Distribution of vascular plant species richness and endemic richness along the Himalayan elevation gradient in Nepal
Article first published online: 4 JUL 2002
Global Ecology and Biogeography
Volume 11, Issue 4, pages 291–301, July 2002
How to Cite
Vetaas, O. R. and Grytnes, J.-A. (2002), Distribution of vascular plant species richness and endemic richness along the Himalayan elevation gradient in Nepal. Global Ecology and Biogeography, 11: 291–301. doi: 10.1046/j.1466-822X.2002.00297.x
- Issue published online: 4 JUL 2002
- Article first published online: 4 JUL 2002
- elevational gradient;
- hard boundaries;
- species diversity
Aim Species richness and endemic richness vary along elevation gradients, but not necessarily in the same way. This study tests if the maxima in gamma diversity for flowering plants and the endemic subset of these plants are coherent or not.
Location The study was conducted in Nepal, between 1000 and 5000 m a.s.l.

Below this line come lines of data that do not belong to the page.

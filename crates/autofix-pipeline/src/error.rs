//! Error types for the pipeline document model and patch engine

use crate::step::StepError;

/// Structural problems with a pipeline document
#[derive(Debug, thiserror::Error)]
pub enum DocumentError {
    /// Text is not valid YAML
    #[error("yaml syntax error: {0}")]
    Syntax(#[from] serde_yaml::Error),

    /// YAML is valid but not a pipeline document
    #[error("malformed document: {0}")]
    Malformed(String),

    /// Managed job is absent
    #[error("job `{0}` not found")]
    MissingJob(String),

    /// Managed job has no steps
    #[error("job has no steps")]
    NoSteps,

    /// Golden steps are absent
    #[error("golden steps missing: {}", .0.join(", "))]
    GoldenStepsMissing(Vec<String>),

    /// Two steps share an identity
    #[error("duplicate step identity: {0}")]
    DuplicateIdentity(String),

    /// Step without any action
    #[error("step `{0}` has no action")]
    StepWithoutAction(String),
}

impl DocumentError {
    /// Create a malformed-document error
    #[inline]
    pub fn malformed(msg: impl Into<String>) -> Self {
        Self::Malformed(msg.into())
    }
}

/// Reasons a remedy was rejected by the patch engine
///
/// Every variant leaves the input document untouched.
#[derive(Debug, thiserror::Error)]
pub enum PatchError {
    /// Fragment does not reduce to exactly one well-formed step
    #[error("invalid fragment: {0}")]
    InvalidFragment(String),

    /// Step already present with the same content
    #[error("duplicate step: {0}")]
    DuplicateStep(String),

    /// Step is verified and immutable
    #[error("protected step: {0}")]
    ProtectedStep(String),

    /// Modify target is absent
    #[error("target step not found: {0}")]
    TargetNotFound(String),

    /// Patched document failed validation
    #[error("patched document invalid: {0}")]
    Validation(#[from] DocumentError),
}

impl PatchError {
    /// Create an invalid-fragment error
    #[inline]
    pub fn invalid_fragment(msg: impl Into<String>) -> Self {
        Self::InvalidFragment(msg.into())
    }

    /// Stable tag recorded in the ledger
    #[inline]
    #[must_use]
    pub const fn tag(&self) -> &'static str {
        match self {
            Self::InvalidFragment(_) => "invalid_fragment",
            Self::DuplicateStep(_) => "duplicate_step",
            Self::ProtectedStep(_) => "protected_step",
            Self::TargetNotFound(_) => "target_not_found",
            Self::Validation(_) => "validation",
        }
    }

    /// Whether the document already contains the remedy
    #[inline]
    #[must_use]
    pub const fn is_duplicate(&self) -> bool {
        matches!(self, Self::DuplicateStep(_))
    }
}

impl From<StepError> for PatchError {
    fn from(err: StepError) -> Self {
        Self::InvalidFragment(err.to_string())
    }
}

/// Result type for document operations
pub type DocumentResult<T> = Result<T, DocumentError>;

/// Result type for patch operations
pub type PatchResult<T> = Result<T, PatchError>;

Methods We used published data on distribution and elevational ranges of the Nepalese flora to interpolate presence between maximum and minimum elevations. Correlation, regression and graphical analyses were used to evaluate the diversity pattern between 1000 and 5000 m a.s.l.
Results The interval of maximum species endemic to Nepal or the Himalayas (3800–4200 m) is above the interval of maximum richness (1500–2500 m). The exact location of maximum species density is uncertain and its accuracy depends on ecologically sound estimates of area in the elevation zones. There is no positive statistically significant correlation between log-area and richness (total or endemic). Total richness is positively correlated with log-area-adjusted, i.e. estimated area adjusted for the degree of topographic heterogeneity. The proportion of endemic species increases steadily from low to high elevations. The peak in endemism (c. 4000 m) corresponds to the start of a rapid decrease in species richness above 4000 m. This may relate to the last glacial maximum (equilibrium line at c. 4000 m) that penetrated down to 2500–3000 m. This dynamic hard boundary may have caused an increase in the extinction rate above 4000 m, and enhanced the probability of isolation and facilitated speciation of neoendemics, especially among genera with a high proportion of polyploids.
Main conclusions The results reject the idea of corresponding maxima in endemic species and species richness in the lowlands tentatively deduced from Stevens’ elevational Rapoport effect. They confirm predictions based on hard boundary theory, but hard-boundaries should be viewed as dynamic rather than static when broad-scale biogeographical patterns with a historical component are being interpreted.